Received September 1, 1999; Revised and Accepted October 25, 1999.
With the approaching completion of the primary goal of the Human Genome Project, producing a consensus reference human DNA sequence, one important next step is to study the variation in that DNA sequence both among individuals within the same population and among different human populations. Individuals may have different combinations of the variants that exist and populations will have different frequencies of those variants. These levels of variation in DNA sequence have implications for the individual practice of medicine, for public health aspects of medicine, and for research design and data interpretation. At the individual level, differences in DNA sequences may determine differences in physiologic process or differences in binding of a drug to its target molecule. At the population level the different frequencies of the variants would lead to different frequencies of individuals with a disease susceptibility or resistance to a drug. At the research level, one of our studies (1) has demonstrated how failure to consider gene frequency differences for the dopamine transporter gene across Europe probably led other researchers to conclude falsely that this gene affected smoking behavior. In addition to these medically relevant aspects of DNA sequence variation, patterns of the variation among populations can be used to trace population histories and determine how modern humans spread around the world (2–4).

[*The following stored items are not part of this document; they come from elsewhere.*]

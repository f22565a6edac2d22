//! Member lookup request/response types and the coverage mapping.

use serde::{Deserialize, Serialize};

/// Insurance benefit classification returned for a member.
#[derive(Debug, Clone, Copy, PartialEq, Eq, Serialize, Deserialize)]
#[serde(rename_all = "UPPERCASE")]
pub enum Coverage {
    Medical,
    Dental,
    Vision,
    None,
}

impl Coverage {
    /// Wire name. Must agree with the serde `UPPERCASE` rename above.
    pub fn as_str(&self) -> &'static str {
        match self {
            Coverage::Medical => "MEDICAL",
            Coverage::Dental => "DENTAL",
            Coverage::Vision => "VISION",
            Coverage::None => "NONE",
        }
    }
}

impl std::fmt::Display for Coverage {
    fn fmt(&self, f: &mut std::fmt::Formatter<'_>) -> std::fmt::Result {
        f.write_str(self.as_str())
    }
}

/// Incoming lookup payload.
///
/// The identifier is opaque and never validated. A missing or `null`
/// `memberId` deserializes to `None`.
#[derive(Debug, Clone, Default, PartialEq, Eq, Deserialize)]
#[serde(rename_all = "camelCase")]
pub struct MemberRequest {
    #[serde(default)]
    pub member_id: Option<String>,
}

/// Lookup result. `member_id` echoes the request; an absent ID serializes as `null`.
#[derive(Debug, Clone, PartialEq, Eq, Serialize)]
#[serde(rename_all = "camelCase")]
pub struct MemberResponse {
    pub member_id: Option<String>,
    pub coverage: Coverage,
}

/// Every member is currently covered as medical.
pub const DEFAULT_COVERAGE: Coverage = Coverage::Medical;

/// Map a lookup request to its response.
pub fn lookup_coverage(request: MemberRequest) -> MemberResponse {
    MemberResponse {
        member_id: request.member_id,
        coverage: DEFAULT_COVERAGE,
    }
}

#[cfg(test)]
mod tests {
    use super::*;
    use serde_json::json;

    fn request(member_id: &str) -> MemberRequest {
        MemberRequest {
            member_id: Some(member_id.to_string()),
        }
    }

    #[test]
    fn test_lookup_echoes_member_id() {
        for id in ["1234567890", "", "not a real id", "  ", "ü-42"] {
            let response = lookup_coverage(request(id));
            assert_eq!(response.member_id.as_deref(), Some(id));
            assert_eq!(response.coverage, Coverage::Medical);
        }
    }

    #[test]
    fn test_lookup_is_idempotent() {
        let first = lookup_coverage(request("1234567890"));
        let second = lookup_coverage(request("1234567890"));
        assert_eq!(first, second);
    }

    #[test]
    fn test_lookup_without_member_id() {
        let response = lookup_coverage(MemberRequest::default());
        assert_eq!(response.member_id, None);
        assert_eq!(response.coverage, Coverage::Medical);
    }

    #[test]
    fn test_request_uses_camel_case() {
        let parsed: MemberRequest = serde_json::from_value(json!({"memberId": "42"})).unwrap();
        assert_eq!(parsed, request("42"));
    }

    #[test]
    fn test_request_missing_or_null_member_id() {
        let missing: MemberRequest = serde_json::from_value(json!({})).unwrap();
        let null: MemberRequest = serde_json::from_value(json!({"memberId": null})).unwrap();
        assert_eq!(missing.member_id, None);
        assert_eq!(null.member_id, None);
    }

    #[test]
    fn test_response_wire_format() {
        let body = serde_json::to_value(lookup_coverage(request("1234567890"))).unwrap();
        assert_eq!(body, json!({"memberId": "1234567890", "coverage": "MEDICAL"}));

        let body = serde_json::to_value(lookup_coverage(MemberRequest::default())).unwrap();
        assert_eq!(body, json!({"memberId": null, "coverage": "MEDICAL"}));
    }

    #[test]
    fn test_coverage_names() {
        let all = [
            Coverage::Medical,
            Coverage::Dental,
            Coverage::Vision,
            Coverage::None,
        ];
        for coverage in all {
            assert_eq!(serde_json::to_value(coverage).unwrap(), json!(coverage.as_str()));
            let parsed: Coverage = serde_json::from_value(json!(coverage.as_str())).unwrap();
            assert_eq!(parsed, coverage);
            assert_eq!(coverage.to_string(), coverage.as_str());
        }
        assert_eq!(Coverage::None.to_string(), "NONE");
    }
}
//! Member coverage lookup endpoint.

use axum::{extract::rejection::JsonRejection, Json};

use crate::error::AppError;
use crate::member::{lookup_coverage, MemberRequest, MemberResponse};

/// `POST /members` handler.
///
/// Echoes the member ID with its coverage. Body extraction failures are
/// reported through `AppError`; the lookup itself always succeeds.
pub async fn lookup(
    payload: Result<Json<MemberRequest>, JsonRejection>,
) -> Result<Json<MemberResponse>, AppError> {
    let Json(request) = payload?;
    let response = lookup_coverage(request);

    tracing::debug!(
        member_id = ?response.member_id,
        coverage = %response.coverage,
        "Resolved member coverage"
    );

    Ok(Json(response))
}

Thus, the biomedical community needs to know not only about the existence of DNA sequence variants but also the frequencies of those variants in different populations. The fundamental information for defining the population variation is the table of gene (or allele) frequencies for a specific DNA population in well defined (geographically and/or ethnically) population samples. As the need for and the amount of such data grow, we need to meticulously catalogue the data and make them easily accessible to the public. Allele frequency data currently appear piecemeal and in diverse journals, making them difficult to locate. Moreover, as the data become voluminous, journals will not allocate space for the raw allele frequency tables. Yet those basic data must be available to the broad research communities. Indeed, there is not only a need to know the existence of such variants, but also a need to know the frequencies of the alleles in different populations. To achieve these goals, we have created ALFRED (the ALlele FREquency Database). At the time of writing, ALFRED is still evolving rapidly, in terms of the structure and contents of the data as well as the user interface.
Although the database requirements for supporting the study of human genetic variation has been well recognized (5,6), little has been described in the literature about the design and development of such databases. To the best of our knowledge, dbSNP (developed at NCBI) is the only existing (public) database that is similar to ALFRED. It was designed, however, for a different purpose and does not serve our specific needs well. For example, some population samples stored in dbSNP consist of an ethnically heterogeneous mixture of individuals while we stress the importance of using population samples that are ethnically homogeneous with attendant descriptions that are sufficiently detailed to allow the sample to be replicated. Another difference is that dbSNP does not, as yet, provide flexible retrieval of allele frequencies. Allele frequencies are only presented within the context of the SNP description. In other words, one cannot readily generate gene frequency reports on multiple populations and multiple SNPs from dbSNP.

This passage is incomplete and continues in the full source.